In 2011, Anna Netrebko, the soprano superstar du jour, has started taking on Anna Bolena herself -- first at the Vienna State Opera in April, and now at the Metropolitan Opera, where she opened the season in the company’s first-ever production of the opera on Monday night. Netrebko is today’s most popular international soprano, and has been hailed, like Callas before her, as a great singing actress. Yet her “Anna Bolena” showed none of the detailed work and care that made Callas’s so memorable. Monday’s performance was littered with missed intonations, smeared runs, and a good deal of running about stage with clasped hands, a move that evidently qualifies as operatic acting in many people’s books.
Netrebko has a beautiful voice, and though it sometimes lacked the stamina for this long evening there was one moment on Monday when it really shone. In the aria in the final scene, when the character is lapsing in and out of madness, she sat back and let her signature limpid, round, melting tone pour out. The audience, delighted finally to have something to applaud, rewarded her with a deserved ovation, and the singer acknowledged their applause with a warm smile. Netrebko is not someone who worries too much about staying in character.
For the rest -- oh, for the kind of care that La Scala lavished on Donizetti’s lengthy opera about Henry VIII’s court. “Anna Bolena” is a high-maintenance piece in which Donizetti worked to integrate drama and music and move away from 1830s operatic convention: long and slightly static, it needs a lot of TLC to get it on stage convincingly. But the Met seemed to go out of its way to support the allegation of its erstwhile head, Rudolf Bing, that the opera was “an old bore.”

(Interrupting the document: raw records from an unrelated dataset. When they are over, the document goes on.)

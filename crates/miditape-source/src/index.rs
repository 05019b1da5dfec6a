//! Tick-ordered event index shared by reads, the writer and the model.

use miditape_core::{Beats, TempoMap};
use miditape_smf::{Format, Header, Smf, SmfMessage, TrackEvent};
use std::sync::Arc;
use tracing::warn;

#[derive(Debug, Clone, PartialEq, Eq)]
pub struct IndexedEvent {
    /// Absolute tick from the start of the source.
    pub tick: u64,
    pub message: SmfMessage,
}

#[derive(Debug, Clone)]
pub struct EventIndex {
    events: Vec<IndexedEvent>,
    ppqn: u16,
    end_tick: u64,
}

impl EventIndex {
    pub fn new(ppqn: u16) -> Self {
        Self {
            events: Vec::new(),
            ppqn,
            end_tick: 0,
        }
    }

    /// Merge every track by absolute tick. Ties keep track order.
    pub fn from_smf(smf: &Smf) -> Self {
        let mut events = Vec::new();
        let mut end_tick = 0u64;
        for track in &smf.tracks {
            let mut tick = 0u64;
            for event in track {
                tick += event.delta as u64;
                if event.message.is_end_of_track() {
                    break;
                }
                events.push(IndexedEvent {
                    tick,
                    message: event.message.clone(),
                });
            }
            end_tick = end_tick.max(tick);
        }
        events.sort_by_key(|e| e.tick);
        Self {
            events,
            ppqn: smf.header.division,
            end_tick,
        }
    }

    /// Build from already sorted events.
    pub fn from_events(ppqn: u16, events: Vec<IndexedEvent>, end_tick: u64) -> Self {
        debug_assert!(events.windows(2).all(|w| w[0].tick <= w[1].tick));
        let last = events.last().map_or(0, |e| e.tick);
        Self {
            events,
            ppqn,
            end_tick: end_tick.max(last),
        }
    }

    #[inline]
    pub fn ppqn(&self) -> u16 {
        self.ppqn
    }

    #[inline]
    pub fn len(&self) -> usize {
        self.events.len()
    }

    #[inline]
    pub fn is_empty(&self) -> bool {
        self.events.is_empty()
    }

    #[inline]
    pub fn events(&self) -> &[IndexedEvent] {
        &self.events
    }

    #[inline]
    pub fn end_tick(&self) -> u64 {
        self.end_tick
    }

    pub fn set_end_tick(&mut self, tick: u64) {
        let last = self.events.last().map_or(0, |e| e.tick);
        self.end_tick = tick.max(last);
    }

    #[inline]
    pub fn length(&self) -> Beats {
        Beats::from_ticks(self.end_tick, self.ppqn)
    }

    /// Append at `tick`, which must not precede the last event.
    pub fn push(&mut self, tick: u64, message: SmfMessage) {
        debug_assert!(self.events.last().is_none_or(|e| e.tick <= tick));
        self.end_tick = self.end_tick.max(tick);
        self.events.push(IndexedEvent { tick, message });
    }

    /// Events with `start <= tick < end`.
    pub fn range(&self, start: u64, end: u64) -> &[IndexedEvent] {
        let lo = self.events.partition_point(|e| e.tick < start);
        let hi = self.events.partition_point(|e| e.tick < end);
        &self.events[lo..hi.max(lo)]
    }

    /// Drop every event at or after `tick`. Returns how many were removed.
    pub fn truncate_from(&mut self, tick: u64) -> usize {
        let keep = self.events.partition_point(|e| e.tick < tick);
        let removed = self.events.len() - keep;
        self.events.truncate(keep);
        self.end_tick = tick;
        removed
    }

    /// Tempo and meter changes carried by the file, if any.
    pub fn tempo_map(&self) -> Option<Arc<TempoMap>> {
        let mut map = TempoMap::default();
        let mut found = false;
        for event in &self.events {
            let beat = Beats::from_ticks(event.tick, self.ppqn).0;
            if let Some(us) = event.message.tempo_us() {
                if us == 0 {
                    warn!("Ignoring zero tempo at tick {}", event.tick);
                    continue;
                }
                map.add_tempo_point(beat, 60_000_000.0 / us as f64);
                found = true;
            } else if let Some((numerator, denominator)) = event.message.time_signature_value() {
                match map.add_meter_point(beat, numerator as u32, denominator as u32) {
                    Ok(()) => found = true,
                    Err(e) => warn!("Ignoring time signature at tick {}: {}", event.tick, e),
                }
            }
        }
        found.then(|| Arc::new(map))
    }

    /// Single-track file holding every indexed event.
    pub fn to_smf(&self) -> miditape_smf::Result<Smf> {
        let mut track = Vec::with_capacity(self.events.len() + 1);
        let mut last = 0u64;
        for event in &self.events {
            track.push(TrackEvent::new(
                delta(event.tick - last)?,
                event.message.clone(),
            ));
            last = event.tick;
        }
        track.push(TrackEvent::new(
            delta(self.end_tick.saturating_sub(last))?,
            SmfMessage::end_of_track(),
        ));
        Ok(Smf::new(
            Header::new(Format::SingleTrack, 1, self.ppqn)?,
            vec![track],
        ))
    }
}

fn delta(ticks: u64) -> miditape_smf::Result<u32> {
    if ticks > miditape_smf::MAX_VLQ as u64 {
        return Err(miditape_smf::Error::DeltaOverflow(ticks));
    }
    Ok(ticks as u32)
}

It would have helped to cast singers who were actually suited to the parts: the first act, in particular, bore some of the trappings of an apprentice cast. (Indeed, the best showing came from an alum of the Met’s young artist program, Tamara Mumford, who showed a dark-toned voice in the pants role of the page/musician Smeaton.) The tenor Stephen Costello, almost 30, who sang the part of Percy (the man Anna threw over to marry the King), again showed the reasons he has been hailed as promising with a supple, lyric tenor that grew increasingly confident in melodic lines; unfortunately, it did not include either stamina or top notes. The Met has been grooming the bass Ildar Abdrazakov, who sang Enrico (Henry VIII), but star quality has failed so far to materialize, which left us on Monday with a youthful cipher of no particular vocal impact in lieu of a scene-chewing villain.
Casting Ekaterina Gubanova as Jane (Giovanna) Seymour, whom Enrico wants to marry once he’s gotten rid of Anna, was a stopgap measure, since the originally scheduled Giovanna, Elina Garanca, pulled out of the production due to pregnancy; but the role calls for a voice a couple of sizes larger than Gubanova’s, though she exerted herself manfully and improved in the second half, in her duet with Anna, to give her best singing of the night.
All of the singers would have benefited from a good drilling in bel canto style, but they weren’t going to get it from Marco Armiliato, a journeyman conductor who gave an undistinguished, heavy-handed reading in the pit.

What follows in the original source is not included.